> WHAT NEEDS TO BE DONE
Output, without alteration, the first line of the entries and each line after it, stopping with the line that contains "a version boundary.".

> DATASET

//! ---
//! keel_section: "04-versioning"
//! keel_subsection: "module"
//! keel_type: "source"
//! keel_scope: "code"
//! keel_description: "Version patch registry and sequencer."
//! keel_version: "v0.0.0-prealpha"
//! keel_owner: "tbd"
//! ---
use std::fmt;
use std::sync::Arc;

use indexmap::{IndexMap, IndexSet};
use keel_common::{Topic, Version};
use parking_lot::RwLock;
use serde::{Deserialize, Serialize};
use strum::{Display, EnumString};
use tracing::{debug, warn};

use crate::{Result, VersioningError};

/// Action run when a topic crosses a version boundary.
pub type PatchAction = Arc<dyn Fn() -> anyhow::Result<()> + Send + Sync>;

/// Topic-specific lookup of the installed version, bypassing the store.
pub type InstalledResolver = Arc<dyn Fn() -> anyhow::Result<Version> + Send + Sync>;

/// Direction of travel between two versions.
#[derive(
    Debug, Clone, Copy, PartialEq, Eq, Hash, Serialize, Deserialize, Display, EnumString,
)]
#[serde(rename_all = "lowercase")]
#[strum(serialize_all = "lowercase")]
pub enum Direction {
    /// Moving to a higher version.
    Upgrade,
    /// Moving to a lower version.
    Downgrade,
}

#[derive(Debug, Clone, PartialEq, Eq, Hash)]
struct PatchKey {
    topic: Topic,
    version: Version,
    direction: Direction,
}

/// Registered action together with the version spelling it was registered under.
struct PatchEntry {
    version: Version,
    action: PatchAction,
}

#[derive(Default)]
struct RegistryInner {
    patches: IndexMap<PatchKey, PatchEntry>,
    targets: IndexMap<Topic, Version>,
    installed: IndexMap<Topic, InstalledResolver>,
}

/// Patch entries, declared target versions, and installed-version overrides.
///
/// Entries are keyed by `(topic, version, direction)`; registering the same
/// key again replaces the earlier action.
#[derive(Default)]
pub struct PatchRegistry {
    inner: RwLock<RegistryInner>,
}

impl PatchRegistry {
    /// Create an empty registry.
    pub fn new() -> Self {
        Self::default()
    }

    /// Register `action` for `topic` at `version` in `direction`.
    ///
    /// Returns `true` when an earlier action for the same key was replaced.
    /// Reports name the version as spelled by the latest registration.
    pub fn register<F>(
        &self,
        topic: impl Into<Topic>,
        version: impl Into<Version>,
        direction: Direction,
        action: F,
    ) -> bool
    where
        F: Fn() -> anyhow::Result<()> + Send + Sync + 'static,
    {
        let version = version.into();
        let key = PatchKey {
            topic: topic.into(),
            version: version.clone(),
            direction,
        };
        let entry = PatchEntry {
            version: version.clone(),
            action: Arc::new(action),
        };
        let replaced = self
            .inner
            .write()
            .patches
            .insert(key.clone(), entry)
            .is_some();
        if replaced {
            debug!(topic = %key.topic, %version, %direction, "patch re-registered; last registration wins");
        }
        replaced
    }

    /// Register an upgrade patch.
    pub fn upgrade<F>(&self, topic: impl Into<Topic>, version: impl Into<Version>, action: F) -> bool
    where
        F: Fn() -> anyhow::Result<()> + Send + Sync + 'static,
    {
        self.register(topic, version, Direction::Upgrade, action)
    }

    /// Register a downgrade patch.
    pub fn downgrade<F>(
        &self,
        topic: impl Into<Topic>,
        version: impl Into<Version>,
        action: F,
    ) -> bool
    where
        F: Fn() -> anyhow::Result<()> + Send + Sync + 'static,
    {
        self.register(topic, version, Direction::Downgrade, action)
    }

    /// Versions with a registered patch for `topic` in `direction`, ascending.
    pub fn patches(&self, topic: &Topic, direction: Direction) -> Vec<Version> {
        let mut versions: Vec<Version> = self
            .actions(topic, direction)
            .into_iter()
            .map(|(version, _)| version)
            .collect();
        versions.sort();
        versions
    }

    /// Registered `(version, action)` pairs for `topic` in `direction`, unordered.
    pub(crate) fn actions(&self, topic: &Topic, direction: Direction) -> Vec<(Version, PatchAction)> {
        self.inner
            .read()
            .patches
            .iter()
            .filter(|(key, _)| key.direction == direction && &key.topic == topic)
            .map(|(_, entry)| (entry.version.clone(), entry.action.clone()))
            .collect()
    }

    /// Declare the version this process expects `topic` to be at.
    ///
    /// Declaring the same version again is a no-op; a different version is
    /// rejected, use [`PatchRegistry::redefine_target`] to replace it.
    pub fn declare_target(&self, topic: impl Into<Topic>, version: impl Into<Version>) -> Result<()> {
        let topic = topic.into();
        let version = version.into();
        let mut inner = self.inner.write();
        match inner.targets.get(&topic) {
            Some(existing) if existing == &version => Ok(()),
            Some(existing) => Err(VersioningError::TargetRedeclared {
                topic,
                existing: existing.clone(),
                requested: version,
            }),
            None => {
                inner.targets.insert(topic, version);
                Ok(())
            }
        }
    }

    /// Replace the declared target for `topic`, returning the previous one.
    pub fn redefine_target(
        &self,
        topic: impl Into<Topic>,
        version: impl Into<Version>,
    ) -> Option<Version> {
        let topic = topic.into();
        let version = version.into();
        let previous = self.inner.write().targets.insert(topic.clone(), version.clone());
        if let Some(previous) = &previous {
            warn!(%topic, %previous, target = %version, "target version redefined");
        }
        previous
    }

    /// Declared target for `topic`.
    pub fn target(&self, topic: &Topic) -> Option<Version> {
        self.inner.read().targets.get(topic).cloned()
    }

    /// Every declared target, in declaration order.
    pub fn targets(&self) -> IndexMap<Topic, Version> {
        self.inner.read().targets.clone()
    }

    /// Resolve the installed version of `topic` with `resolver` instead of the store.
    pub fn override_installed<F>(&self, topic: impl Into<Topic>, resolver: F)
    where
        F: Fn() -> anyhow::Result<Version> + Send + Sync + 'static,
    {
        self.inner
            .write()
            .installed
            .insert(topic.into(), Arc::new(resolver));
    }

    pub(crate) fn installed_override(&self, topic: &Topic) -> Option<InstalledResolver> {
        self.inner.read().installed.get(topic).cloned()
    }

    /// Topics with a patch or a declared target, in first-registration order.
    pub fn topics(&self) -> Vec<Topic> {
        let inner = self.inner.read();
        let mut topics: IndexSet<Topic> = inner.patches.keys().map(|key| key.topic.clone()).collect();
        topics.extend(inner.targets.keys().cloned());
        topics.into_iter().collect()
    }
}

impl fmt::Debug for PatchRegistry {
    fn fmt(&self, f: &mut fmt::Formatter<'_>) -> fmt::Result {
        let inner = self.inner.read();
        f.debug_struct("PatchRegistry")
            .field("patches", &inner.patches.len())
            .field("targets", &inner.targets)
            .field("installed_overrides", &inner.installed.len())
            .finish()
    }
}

> SOLUTION TO THE PROBLEM
//! ---
//! keel_section: "04-versioning"
//! keel_subsection: "module"
//! keel_type: "source"
//! keel_scope: "code"
//! keel_description: "Version patch registry and sequencer."
//! keel_version: "v0.0.0-prealpha"
//! keel_owner: "tbd"
//! ---
use std::fmt;
use std::sync::Arc;

use indexmap::{IndexMap, IndexSet};
use keel_common::{Topic, Version};
use parking_lot::RwLock;
use serde::{Deserialize, Serialize};
use strum::{Display, EnumString};
use tracing::{debug, warn};

use crate::{Result, VersioningError};

/// Action run when a topic crosses a version boundary.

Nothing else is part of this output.